Concurrent read accesses on the same file through Rclone VFS mount

We have a use case where a virtual machine image (a qcow2 file) is stored in S3 storage and needs to be accessed by a QEMU process (read-only) through VFS interface. Rclone's fuse mount works. However, the fuse filehandle mutex prevents more than one IO from being served concurrently and the performance is not as good as s3fs for concurrent random IOs. I guess the current VFS implementation of Rclone targets sequential IO for video playing and buffers on one stream controlled through the internal seek operation. Can we extend this design to allow multiple IOs to be served concurrently, maybe using multiple ChunckedReader objects (per filehandle) that are maintained using an LRU policy to keep a finite number of streams within the same open file? Each new read can use one existing ChunkedReader if it's sequential within an existing stream or replaces the least recently used ChunkedReader if it's starting a new stream or random.
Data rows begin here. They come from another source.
//! Trait seams for the external collaborators of the sync engine.
//!
//! Everything the engine needs from the outside world - the remote
//! time-series source, the platform connectivity indicator, and the
//! notification transport - comes in through these traits, so tests run
//! against the mocks in [`crate::mock`] and the service binary plugs in
//! its HTTP-backed implementations.

use async_trait::async_trait;
use tokio::sync::watch;

use stratus_types::SensorKey;

use crate::error::Result;
use crate::sample::RawSample;

/// Remote time-series source for station sensor data.
///
/// Values may arrive as raw strings requiring numeric coercion; decoding
/// leniency is handled by [`RawSample::decode`], not by implementations.
#[async_trait]
pub trait RemoteSource: Send + Sync {
    /// Fetch the most recent sample for one station and sensor, if any.
    async fn fetch_latest(&self, station_id: &str, key: SensorKey) -> Result<Option<RawSample>>;

    /// Fetch all samples in the inclusive timestamp range, ordered by
    /// timestamp ascending.
    async fn fetch_range(
        &self,
        station_id: &str,
        key: SensorKey,
        from_ts: i64,
        to_ts: i64,
    ) -> Result<Vec<RawSample>>;
}

/// A notification handed to the delivery transport.
#[derive(Debug, Clone, PartialEq)]
pub struct Notification {
    /// Short title.
    pub title: String,
    /// Message body.
    pub body: String,
    /// Optional icon hint.
    pub icon: Option<String>,
    /// Structured payload for downstream consumers.
    pub data: serde_json::Value,
}

/// Best-effort notification delivery. Failures are logged by callers and
/// never roll back alert state.
#[async_trait]
pub trait NotificationSink: Send + Sync {
    /// Deliver a notification.
    async fn show(&self, notification: &Notification) -> Result<()>;
}

/// Platform connectivity indicator: a boolean snapshot plus a
/// subscribe-to-change capability, with an optional active probe.
#[async_trait]
pub trait ConnectivitySignal: Send + Sync {
    /// Current "connected" snapshot.
    fn connected(&self) -> bool;

    /// Subscribe to connectivity change events.
    fn subscribe(&self) -> watch::Receiver<bool>;

    /// Perform a lightweight reachability probe.
    ///
    /// The default implementation just returns the snapshot; real
    /// implementations should issue a cheap no-op network request.
    async fn probe(&self) -> bool {
        self.connected()
    }
}
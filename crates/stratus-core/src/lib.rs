//! Offline-first synchronization engine for stratus weather stations.
//!
//! This crate pulls time-series sensor readings from a remote data source,
//! keeps a durable local replica via [`stratus_store`], derives rolling
//! aggregates and heat index, and raises threshold-based alerts - all while
//! tolerating intermittent connectivity.
//!
//! The external world is reached only through trait seams:
//!
//! - [`RemoteSource`] - the remote time-series API
//! - [`ConnectivitySignal`] - the platform connectivity indicator
//! - [`NotificationSink`] - best-effort alert delivery
//!
//! # Example
//!
//! ```ignore
//! use std::sync::Arc;
//! use stratus_core::{SyncConfig, SyncManager};
//!
//! let store = stratus_store::Store::open_default()?;
//! let manager = SyncManager::new(store, remote, SyncConfig::default());
//! if manager.sync_all_station_data("S1").await {
//!     println!("synced");
//! }
//! ```

pub mod alerts;
pub mod cache;
pub mod error;
pub mod heat_index;
pub mod mock;
pub mod netmon;
pub mod sample;
pub mod sync;
pub mod traits;
mod util;

pub use alerts::{AlertEngine, AlertThresholds, TemperatureThresholds, ThresholdLadder};
pub use cache::{CacheEntry, ExpiringCache};
pub use error::{Error, Result};
pub use heat_index::heat_index;
pub use netmon::{ListenerHandle, MonitorConfig, NetworkMonitor, NetworkStatus};
pub use sample::RawSample;
pub use sync::{SyncConfig, SyncManager};
pub use traits::{ConnectivitySignal, Notification, NotificationSink, RemoteSource};
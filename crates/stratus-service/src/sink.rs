//! Notification delivery through the log stream.

use async_trait::async_trait;
use tracing::warn;

use stratus_core::{Notification, NotificationSink, Result};

/// Sink that surfaces alerts as warning-level log records. Operators tail
/// the daemon's log or scrape it; no push transport is involved.
pub struct LogNotificationSink;

#[async_trait]
impl NotificationSink for LogNotificationSink {
    async fn show(&self, notification: &Notification) -> Result<()> {
        warn!(
            alert = %notification.data,
            "{}: {}",
            notification.title,
            notification.body
        );
        Ok(())
    }
}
I presume you are talking about --vfs-cache-mode off here?

I think that is an interesting idea!

As far as I'm aware though the kernel doesn't actually tell us the mapping between open file handles and reads, it just sends read(offset, size) commands to us. So we have to work that out like you suggested.

What we could do is something like this

  • we get a read for offset X - open the file and return data
  • we get an read for offset Y which needs seeking
    • currently we close the reader and reopen at Y
    • instead we open a new reader for this
  • we can now read at both places. If a reader is not read for 5 seconds we can close it.
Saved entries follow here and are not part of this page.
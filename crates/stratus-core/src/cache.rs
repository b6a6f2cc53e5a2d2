//! Generic expiring key-value cache.
//!
//! A read-through accelerator for expensive derived views. The cache is an
//! optimization, never a source of truth: consumers must tolerate a total
//! miss by falling through to the store or the remote source. Entries are
//! only trusted while `now - stored_at < ttl`; an expired entry is treated
//! as absent and never served stale.

use std::collections::HashMap;
use std::sync::Mutex;
use std::time::Duration;

use time::{OffsetDateTime, UtcOffset};
use tracing::debug;

/// A cached value with its storage time and time-to-live.
#[derive(Debug, Clone)]
pub struct CacheEntry<T> {
    /// The cached data.
    pub data: T,
    /// When the entry was stored.
    pub stored_at: OffsetDateTime,
    /// How long the entry stays trustworthy.
    pub ttl: Duration,
}

impl<T> CacheEntry<T> {
    fn age(&self, now: OffsetDateTime) -> Duration {
        let secs = (now - self.stored_at).as_seconds_f64();
        Duration::from_secs_f64(secs.max(0.0))
    }

    fn is_expired(&self, now: OffsetDateTime) -> bool {
        self.age(now) > self.ttl
    }
}

/// String-keyed TTL cache with daily and periodic refresh policy helpers.
pub struct ExpiringCache<T> {
    entries: Mutex<HashMap<String, CacheEntry<T>>>,
    /// Offset used for "same calendar day" checks.
    offset: UtcOffset,
}

impl<T: Clone> ExpiringCache<T> {
    /// Create a cache using UTC for calendar-day checks.
    pub fn new() -> Self {
        Self::with_offset(UtcOffset::UTC)
    }

    /// Create a cache that evaluates calendar-day freshness in the given
    /// local offset.
    pub fn with_offset(offset: UtcOffset) -> Self {
        Self {
            entries: Mutex::new(HashMap::new()),
            offset,
        }
    }

    /// Store a value under a key with the given time-to-live.
    pub fn put(&self, key: impl Into<String>, data: T, ttl: Duration) {
        let key = key.into();
        debug!("Caching {} (ttl {:?})", key, ttl);
        self.entries.lock().unwrap().insert(
            key,
            CacheEntry {
                data,
                stored_at: OffsetDateTime::now_utc(),
                ttl,
            },
        );
    }

    /// Get a value if present and unexpired.
    ///
    /// An expired entry is evicted and reported as a miss.
    pub fn get(&self, key: &str) -> Option<T> {
        let now = OffsetDateTime::now_utc();
        let mut entries = self.entries.lock().unwrap();

        match entries.get(key) {
            Some(entry) if entry.is_expired(now) => {
                debug!("Cache expired: {}", key);
                entries.remove(key);
                None
            }
            Some(entry) => Some(entry.data.clone()),
            None => None,
        }
    }

    /// Remove one entry.
    pub fn invalidate(&self, key: &str) {
        self.entries.lock().unwrap().remove(key);
    }

    /// Remove every entry whose key matches the predicate. Returns the
    /// number of entries removed.
    pub fn invalidate_pattern<F: Fn(&str) -> bool>(&self, matcher: F) -> usize {
        let mut entries = self.entries.lock().unwrap();
        let before = entries.len();
        entries.retain(|key, _| !matcher(key));
        before - entries.len()
    }

    /// True only if the entry was stored on the same calendar day as "now"
    /// in the cache's configured offset.
    ///
    /// Independent of the numeric TTL; used for once-per-day refresh
    /// strategies.
    pub fn is_fresh_today(&self, key: &str) -> bool {
        let entries = self.entries.lock().unwrap();
        match entries.get(key) {
            Some(entry) => {
                let today = OffsetDateTime::now_utc().to_offset(self.offset).date();
                entry.stored_at.to_offset(self.offset).date() == today
            }
            None => false,
        }
    }

    /// True if the entry is absent or older than the given age in hours.
    ///
    /// Independent of hard expiry; used for periodic background refresh.
    pub fn should_refresh(&self, key: &str, minimum_age_hours: f64) -> bool {
        let entries = self.entries.lock().unwrap();
        match entries.get(key) {
            Some(entry) => {
                let age_hours =
                    entry.age(OffsetDateTime::now_utc()).as_secs_f64() / 3600.0;
                age_hours >= minimum_age_hours
            }
            None => true,
        }
    }

    /// Number of physically stored entries, expired ones included.
    /// Diagnostic only.
    pub fn len(&self) -> usize {
        self.entries.lock().unwrap().len()
    }

    /// True when no entries are stored.
    pub fn is_empty(&self) -> bool {
        self.entries.lock().unwrap().is_empty()
    }

    /// All stored keys, expired ones included. Diagnostic only.
    pub fn keys(&self) -> Vec<String> {
        self.entries.lock().unwrap().keys().cloned().collect()
    }

    /// Age and TTL of an entry, expired ones included. Diagnostic only.
    pub fn entry_info(&self, key: &str) -> Option<(Duration, Duration)> {
        let entries = self.entries.lock().unwrap();
        entries
            .get(key)
            .map(|entry| (entry.age(OffsetDateTime::now_utc()), entry.ttl))
    }

    #[cfg(test)]
    fn backdate(&self, key: &str, by: time::Duration) {
        if let Some(entry) = self.entries.lock().unwrap().get_mut(key) {
            entry.stored_at -= by;
        }
    }
}

impl<T: Clone> Default for ExpiringCache<T> {
    fn default() -> Self {
        Self::new()
    }
}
This scheme is remarkably similar to the one I implemented for the new --vfs-cache-mode full which I'm working on at the moment which you try here if you want - this does exactly that but caches the data on the disk in a sparse file.

https://beta.rclone.org/branch/v1.52.1-082-g017d7a53-vfs-beta/

I like the idea of doing this for the cache mode off too. We'd need a way of telling the async reader not to carry on reading ahead until it got another read request otherwise this could potentially over read data - that is the only complication I see.

I think all the vfs-cache-modes will be interesting when supporting multiple streams mixed with random IOs. Currently, I am experimenting with --vfs-cache-mode minimal. It would be great if we can get any of these modes to work for random IOs if not all of them at the same time.

Can we collaborate on this? I can work on it. But I am new to Rclone and do not understand all its pieces yet. If you can provide a rough patch for this, e.g., how to refactor the concurrency control currently enforced through the use of the filehandle mutex, it can help expedite this significantly when I help to carry it out.

I did try the new --vfs-cache-mode full beta. However, it does not help the concurrent random IOs that are accessed only once. I think it's because the filehandle mutex still sequentializes all the concurrent random IO requests.

I agree. A throttle to speed up, slow down, or stop the reading ahead would be needed.

I'd love help! However I'm in the middle of a massive VFS refactor at the moment so after that has landed in master!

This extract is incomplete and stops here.